**Work task:** In the records that come next, find every line with "ResponsePath". Return those lines.

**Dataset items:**

# # #

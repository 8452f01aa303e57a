//! Host side of the Xenos command processor.
//!
//! Translates the guest register stream and draw packets into commands for an explicit host
//! graphics API, see [`host::Device`].
pub mod barrier;
pub mod binding;
pub mod constants;
pub mod draw;
pub mod host;
pub mod modules;
pub mod processor;
pub mod readback;
pub mod state;
pub mod submission;
pub mod topology;
pub mod upload;

#[cfg(test)]
mod test;

use serde::{Deserialize, Serialize};

#[rustfmt::skip]
pub use crate::{
    draw::{DrawError, DrawOutcome},
    modules::Modules,
    processor::CommandProcessor,
};

/// Command processor configuration.
#[derive(Debug, Clone, PartialEq, Serialize, Deserialize)]
#[serde(default)]
pub struct Config {
    /// Number of frames the CPU may record ahead of the GPU.
    pub queue_frames: u32,
    /// Whether to use the bindless (index) binding regime when the host supports it.
    pub bindless: bool,
    /// Whether draws reading vertex fetch constants marked as invalid are allowed to go ahead.
    pub allow_invalid_fetch_constants: bool,
    /// Whether memory export results are copied back to guest memory right after the draw.
    pub readback_memexport: bool,
    /// Whether resolve results are copied back to guest memory right after the copy.
    pub readback_resolve: bool,
    /// Whether blending is emulated in the pixel shader through rasterizer ordered views.
    pub edram_rov: bool,
    /// How long to wait on the submission fence before checking for device loss.
    pub fence_timeout_ms: u64,

    // pools
    pub upload_page_size: u32,
    pub view_heap_size: u32,
    pub sampler_heap_size: u32,
    pub table_view_page_size: u32,
    pub table_sampler_page_size: u32,
}

impl Default for Config {
    fn default() -> Self {
        Self {
            queue_frames: 3,
            bindless: true,
            allow_invalid_fetch_constants: true,
            readback_memexport: false,
            readback_resolve: false,
            edram_rov: false,
            fence_timeout_ms: 5000,

            upload_page_size: 2 * 1024 * 1024,
            view_heap_size: 262_144,
            sampler_heap_size: 2000,
            table_view_page_size: 65_536,
            table_sampler_page_size: 2048,
        }
    }
}

impl Config {
    /// Smallest upload page. A page must hold the largest constant buffer of a draw, a full
    /// float constant buffer of 256 slots.
    pub const MIN_UPLOAD_PAGE_SIZE: u32 = 64 * 1024;
    /// Smallest view heap or view table page: the fixed descriptors of the index regime, one
    /// texture slot and a spare for when it is evicted.
    pub const MIN_VIEW_HEAP_SIZE: u32 = 8;
    /// Smallest sampler heap or sampler table page. Draws needing more descriptors than a heap
    /// holds fail with [`binding::BindError::Exhausted`] instead.
    pub const MIN_SAMPLER_HEAP_SIZE: u32 = 1;

    /// Raises values the processor can't work with to their minimum, warning about each one.
    pub fn sanitized(mut self) -> Self {
        fn at_least(name: &str, value: &mut u32, min: u32) {
            if *value < min {
                tracing::warn!("config {name} of {value} is too small, using {min}");
                *value = min;
            }
        }

        at_least("queue_frames", &mut self.queue_frames, 1);
        at_least(
            "upload_page_size",
            &mut self.upload_page_size,
            Self::MIN_UPLOAD_PAGE_SIZE,
        );
        at_least(
            "view_heap_size",
            &mut self.view_heap_size,
            Self::MIN_VIEW_HEAP_SIZE,
        );
        at_least(
            "sampler_heap_size",
            &mut self.sampler_heap_size,
            Self::MIN_SAMPLER_HEAP_SIZE,
        );
        at_least(
            "table_view_page_size",
            &mut self.table_view_page_size,
            Self::MIN_VIEW_HEAP_SIZE,
        );
        at_least(
            "table_sampler_page_size",
            &mut self.table_sampler_page_size,
            Self::MIN_SAMPLER_HEAP_SIZE,
        );

        self
    }
}
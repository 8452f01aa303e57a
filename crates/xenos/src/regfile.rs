//! Shadow register file.
use std::ops::{Index, IndexMut, Range};

use crate::reg::{REGISTER_COUNT, Reg, Register};

/// The translator's mirror of the guest GPU register bank.
pub struct RegisterFile {
    values: Box<[u32]>,
}

impl Default for RegisterFile {
    fn default() -> Self {
        Self {
            values: vec![0; REGISTER_COUNT].into_boxed_slice(),
        }
    }
}

impl std::fmt::Debug for RegisterFile {
    fn fmt(&self, f: &mut std::fmt::Formatter<'_>) -> std::fmt::Result {
        f.debug_struct("RegisterFile").finish_non_exhaustive()
    }
}

impl RegisterFile {
    #[inline(always)]
    pub fn get(&self, reg: Reg) -> u32 {
        self.values[reg.index() as usize]
    }

    #[inline(always)]
    pub fn set(&mut self, reg: Reg, value: u32) {
        self.values[reg.index() as usize] = value;
    }

    #[inline(always)]
    pub fn float(&self, reg: Reg) -> f32 {
        f32::from_bits(self.get(reg))
    }

    /// Reads a register through its typed view.
    #[inline(always)]
    pub fn view<R: Register>(&self) -> R {
        R::from_value(self.get(R::REG))
    }

    /// Reads `reg` through the view of another register sharing its layout.
    #[inline(always)]
    pub fn view_at<R: Register>(&self, reg: Reg) -> R {
        R::from_value(self.get(reg))
    }

    #[inline(always)]
    pub fn range(&self, range: Range<u32>) -> &[u32] {
        &self.values[range.start as usize..range.end as usize]
    }

    #[inline(always)]
    pub(crate) fn range_mut(&mut self, range: Range<u32>) -> &mut [u32] {
        &mut self.values[range.start as usize..range.end as usize]
    }
}

impl Index<u32> for RegisterFile {
    type Output = u32;

    #[inline(always)]
    fn index(&self, index: u32) -> &Self::Output {
        &self.values[index as usize]
    }
}

impl IndexMut<u32> for RegisterFile {
    #[inline(always)]
    fn index_mut(&mut self, index: u32) -> &mut Self::Output {
        &mut self.values[index as usize]
    }
}
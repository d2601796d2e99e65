use indexmap::IndexMap;

use crate::Location;

#[derive(Debug, Clone, Default)]
pub struct SelectionSet(Vec<Selection>);

#[derive(Debug, Clone)]
pub enum Selection {
    Field(FieldSelection),
    InlineFragment(InlineFragment),
    FragmentSpread(FragmentSpread),
}

#[derive(Debug, Clone)]
pub struct FieldSelection {
    pub alias: Option<String>,
    pub name: String,
    pub arguments: IndexMap<String, serde_json::Value>,
    pub selection_set: SelectionSet,
    pub location: Location,
}

#[derive(Debug, Clone)]
pub struct InlineFragment {
    pub type_condition: Option<String>,
    pub selection_set: SelectionSet,
    pub location: Location,
}

#[derive(Debug, Clone)]
pub struct FragmentSpread {
    pub fragment_name: String,
    pub location: Location,
}

impl SelectionSet {
    pub fn iter(&self) -> impl ExactSizeIterator<Item = &Selection> + '_ {
        self.0.iter()
    }

    pub fn len(&self) -> usize {
        self.0.len()
    }

    pub fn is_empty(&self) -> bool {
        self.0.is_empty()
    }
}

impl FromIterator<Selection> for SelectionSet {
    fn from_iter<T: IntoIterator<Item = Selection>>(iter: T) -> Self {
        SelectionSet(iter.into_iter().collect())
    }
}

impl<'a> IntoIterator for &'a SelectionSet {
    type Item = &'a Selection;
    type IntoIter = std::slice::Iter<'a, Selection>;

    fn into_iter(self) -> Self::IntoIter {
        self.0.iter()
    }
}

impl FieldSelection {
    pub fn new(name: impl Into<String>) -> Self {
        FieldSelection {
            alias: None,
            name: name.into(),
            arguments: IndexMap::new(),
            selection_set: SelectionSet::default(),
            location: Location::default(),
        }
    }

    /// Key of this field in the response object.
    pub fn response_key(&self) -> &str {
        self.alias.as_deref().unwrap_or(&self.name)
    }

    #[must_use]
    pub fn alias(mut self, alias: impl Into<String>) -> Self {
        self.alias = Some(alias.into());
        self
    }

    #[must_use]
    pub fn argument(mut self, name: impl Into<String>, value: impl Into<serde_json::Value>) -> Self {
        self.arguments.insert(name.into(), value.into());
        self
    }

    #[must_use]
    pub fn selections(mut self, selections: impl IntoIterator<Item = Selection>) -> Self {
        self.selection_set = selections.into_iter().collect();
        self
    }

    #[must_use]
    pub fn at(mut self, line: u32, column: u32) -> Self {
        self.location = Location::new(line, column);
        self
    }
}

impl InlineFragment {
    pub fn new(type_condition: Option<&str>, selections: impl IntoIterator<Item = Selection>) -> Self {
        InlineFragment {
            type_condition: type_condition.map(str::to_string),
            selection_set: selections.into_iter().collect(),
            location: Location::default(),
        }
    }
}

impl FragmentSpread {
    pub fn new(fragment_name: impl Into<String>) -> Self {
        FragmentSpread {
            fragment_name: fragment_name.into(),
            location: Location::default(),
        }
    }
}

impl From<FieldSelection> for Selection {
    fn from(field: FieldSelection) -> Self {
        Selection::Field(field)
    }
}

impl From<InlineFragment> for Selection {
    fn from(fragment: InlineFragment) -> Self {
        Selection::InlineFragment(fragment)
    }
}

impl From<FragmentSpread> for Selection {
    fn from(spread: FragmentSpread) -> Self {
        Selection::FragmentSpread(spread)
    }
}
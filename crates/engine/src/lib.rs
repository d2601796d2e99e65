//! Field value completion.
//!
//! A resolver produces a raw [`ResolvedValue`] for a field. Completion reduces it into the
//! response tree according to the field's declared type: it enforces nullability, serializes
//! leaves, reports errors and, for object values, writes an empty object and schedules one
//! task per selected sub-field for the next execution stage.

mod completion;
mod config;
mod convert;
mod execution;
mod response;

pub use completion::*;
pub use config::*;
pub use convert::*;
pub use execution::*;
pub use response::*;

pub use error::{ErrorCode, GraphqlError};
pub use value::{FieldError, JsonObject, ResolvedObject, ResolvedValue, SourceStack};
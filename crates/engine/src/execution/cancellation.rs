use std::sync::{
    Arc,
    atomic::{AtomicBool, Ordering},
};

/// Per-request cancellation signal, shared by every clone.
#[derive(Debug, Default, Clone)]
pub struct CancellationToken(Arc<AtomicBool>);

impl CancellationToken {
    pub fn cancel(&self) {
        self.0.store(true, Ordering::Relaxed);
    }

    pub fn is_cancelled(&self) -> bool {
        self.0.load(Ordering::Relaxed)
    }
}
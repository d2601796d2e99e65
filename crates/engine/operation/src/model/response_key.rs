use std::{borrow::Borrow, sync::Arc};

/// The alias of a field or its name. Keys are cheap to clone, they are copied into every response
/// path and error path.
#[derive(Clone, PartialEq, Eq, Hash, PartialOrd, Ord, serde::Serialize)]
#[serde(transparent)]
pub struct ResponseKey(Arc<str>);

impl ResponseKey {
    pub fn as_str(&self) -> &str {
        &self.0
    }
}

impl std::ops::Deref for ResponseKey {
    type Target = str;

    fn deref(&self) -> &Self::Target {
        &self.0
    }
}

impl Borrow<str> for ResponseKey {
    fn borrow(&self) -> &str {
        &self.0
    }
}

impl From<&str> for ResponseKey {
    fn from(key: &str) -> Self {
        ResponseKey(key.into())
    }
}

impl From<String> for ResponseKey {
    fn from(key: String) -> Self {
        ResponseKey(key.into())
    }
}

impl std::fmt::Display for ResponseKey {
    fn fmt(&self, f: &mut std::fmt::Formatter<'_>) -> std::fmt::Result {
        f.write_str(&self.0)
    }
}

impl std::fmt::Debug for ResponseKey {
    fn fmt(&self, f: &mut std::fmt::Formatter<'_>) -> std::fmt::Result {
        write!(f, "{:?}", &*self.0)
    }
}
mod errors;
mod object;
mod path;

use error::{ErrorCodeCounter, GraphqlError};
use serde::ser::SerializeMap;

pub use errors::*;
pub use object::*;
pub use path::*;

/// The GraphQL response: `data` is `None` when a null propagated up to the root.
#[derive(Debug)]
pub struct Response {
    data: Option<serde_json::Value>,
    errors: Vec<GraphqlError>,
}

impl Response {
    pub(crate) fn new(root: &ResponseObject, errors: Vec<GraphqlError>) -> Self {
        let data = object_to_json(root).ok();
        tracing::debug!(errors = errors.len(), has_data = data.is_some(), "response assembled");
        Response { data, errors }
    }

    pub(crate) fn from_errors(errors: Vec<GraphqlError>) -> Self {
        Response { data: None, errors }
    }

    pub fn data(&self) -> Option<&serde_json::Value> {
        self.data.as_ref()
    }

    pub fn errors(&self) -> &[GraphqlError] {
        &self.errors
    }

    pub fn error_code_counter(&self) -> ErrorCodeCounter {
        ErrorCodeCounter::from_errors(&self.errors)
    }
}

impl serde::Serialize for Response {
    fn serialize<S>(&self, serializer: S) -> Result<S::Ok, S::Error>
    where
        S: serde::Serializer,
    {
        let mut map = serializer.serialize_map(None)?;
        map.serialize_entry("data", &self.data)?;
        if !self.errors.is_empty() {
            map.serialize_entry("errors", &self.errors)?;
        }
        map.end()
    }
}

/// A null reached a non-null position and must propagate to the nearest nullable ancestor.
struct NullPropagation;

fn object_to_json(object: &ResponseObject) -> Result<serde_json::Value, NullPropagation> {
    let mut map = serde_json::Map::with_capacity(object.len());
    for field in object.fields() {
        // Fields left incomplete by a cancelled execution are null.
        let value = field.value().map(value_to_json).unwrap_or(Ok(serde_json::Value::Null));
        map.insert(field.key().to_string(), at_position(value, field.is_nullable())?);
    }
    Ok(serde_json::Value::Object(map))
}

fn value_to_json(value: &ResponseValue) -> Result<serde_json::Value, NullPropagation> {
    match value {
        ResponseValue::Null => Ok(serde_json::Value::Null),
        ResponseValue::Leaf(leaf) => Ok(leaf.clone()),
        ResponseValue::Object(object) => object_to_json(object),
        ResponseValue::List(list) => list
            .values
            .iter()
            .map(|value| at_position(value_to_json(value), list.element_is_nullable))
            .collect::<Result<Vec<_>, _>>()
            .map(serde_json::Value::Array),
    }
}

fn at_position(
    value: Result<serde_json::Value, NullPropagation>,
    nullable: bool,
) -> Result<serde_json::Value, NullPropagation> {
    match value {
        Ok(serde_json::Value::Null) | Err(NullPropagation) if nullable => Ok(serde_json::Value::Null),
        Ok(serde_json::Value::Null) | Err(NullPropagation) => Err(NullPropagation),
        Ok(value) => Ok(value),
    }
}

#[cfg(test)]
mod tests {
    use std::sync::Arc;

    use operation::ResponseKey;
    use pretty_assertions::assert_eq;
    use schema::SchemaBuilder;
    use serde_json::json;

    use super::*;

    fn object(fields: &[(&str, bool, ResponseValue)]) -> ResponseObjectRef {
        let mut builder = SchemaBuilder::new();
        builder.add_object("Query", &[], &[]);
        let query = builder.build().unwrap().query_type();

        let object = ResponseObject::new(
            query,
            fields.iter().map(|(key, nullable, _)| (ResponseKey::from(*key), *nullable)),
        );
        for (slot, (_, _, value)) in fields.iter().enumerate() {
            object.write(slot, value.clone());
        }
        Arc::new(object)
    }

    fn leaf(value: serde_json::Value) -> ResponseValue {
        ResponseValue::Leaf(value)
    }

    fn to_json(root: &ResponseObject) -> serde_json::Value {
        serde_json::to_value(Response::new(root, Vec::new())).unwrap()
    }

    #[test]
    fn null_propagates_to_nearest_nullable_field() {
        let droid = object(&[("id", false, leaf(json!("2001"))), ("name", false, ResponseValue::Null)]);
        let root = object(&[("hero", true, ResponseValue::Object(droid)), ("count", false, leaf(json!(1)))]);

        assert_eq!(to_json(&root), json!({"data": {"hero": null, "count": 1}}));
    }

    #[test]
    fn null_propagates_through_non_null_lists() {
        let droid = object(&[("name", false, ResponseValue::Null)]);
        let friends = ResponseValue::List(ResponseList {
            element_is_nullable: false,
            values: vec![ResponseValue::Object(droid)],
        });
        let hero = object(&[("friends", true, friends)]);

        assert_eq!(
            to_json(&object(&[("hero", true, ResponseValue::Object(hero.clone()))])),
            json!({"data": {"hero": {"friends": null}}})
        );

        let nullable_elements = ResponseValue::List(ResponseList {
            element_is_nullable: true,
            values: vec![ResponseValue::Null, leaf(json!(1))],
        });
        assert_eq!(
            to_json(&object(&[("ids", false, nullable_elements)])),
            json!({"data": {"ids": [null, 1]}})
        );
    }

    #[test]
    fn null_propagates_to_the_root() {
        let root = object(&[("hero", false, ResponseValue::Null)]);
        let response = Response::new(&root, vec![GraphqlError::non_null_violation("Query", "hero")]);

        assert_eq!(response.data(), None);
        assert_eq!(
            serde_json::to_value(&response).unwrap(),
            json!({
                "data": null,
                "errors": [{
                    "message": "Cannot return null for non-nullable field Query.hero",
                    "extensions": {"code": "NON_NULL_VIOLATION"}
                }]
            })
        );
    }

    #[test]
    fn incomplete_fields_are_null() {
        let mut builder = SchemaBuilder::new();
        builder.add_object("Query", &[], &[]);
        let query = builder.build().unwrap().query_type();

        let root = ResponseObject::new(query, [(ResponseKey::from("a"), true), (ResponseKey::from("b"), true)]);
        root.write(1, leaf(json!(true)));
        assert!(!root.is_complete());
        assert_eq!(to_json(&root), json!({"data": {"a": null, "b": true}}));
    }

    #[test]
    #[should_panic(expected = "field `a` was completed twice")]
    fn slots_are_written_once() {
        let root = object(&[("a", true, ResponseValue::Null)]);
        root.write(0, ResponseValue::Null);
    }
}
use crossbeam_queue::SegQueue;
use operation::CollectedField;
use schema::DefinitionId;
use value::SourceStack;

use crate::{ResponseObjectRef, ResponsePath};

/// Resolution and completion of one field of an object, executed in the next stage.
#[derive(Debug)]
pub struct FieldTask<'op> {
    pub parent_type: DefinitionId,
    pub field: CollectedField<'op>,
    pub path: ResponsePath,
    /// Ends with the object the field belongs to.
    pub sources: SourceStack,
    pub object: ResponseObjectRef,
    pub slot: usize,
}

pub trait TaskScheduler<'op> {
    /// Must not block, the task is executed in a later stage.
    fn enqueue(&self, task: FieldTask<'op>);
}

/// Tasks of the next stage.
#[derive(Debug, Default)]
pub struct StageQueue<'op>(SegQueue<FieldTask<'op>>);

impl<'op> StageQueue<'op> {
    pub fn drain(&self) -> Vec<FieldTask<'op>> {
        let mut tasks = Vec::with_capacity(self.0.len());
        while let Some(task) = self.0.pop() {
            tasks.push(task);
        }
        tasks
    }

    pub fn len(&self) -> usize {
        self.0.len()
    }

    pub fn is_empty(&self) -> bool {
        self.0.is_empty()
    }
}

impl<'op> TaskScheduler<'op> for StageQueue<'op> {
    fn enqueue(&self, task: FieldTask<'op>) {
        tracing::trace!(path = %task.path, "enqueued field");
        self.0.push(task);
    }
}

# # #

**Output:**
use crate::{ResponseObjectRef, ResponsePath};
    pub path: ResponsePath,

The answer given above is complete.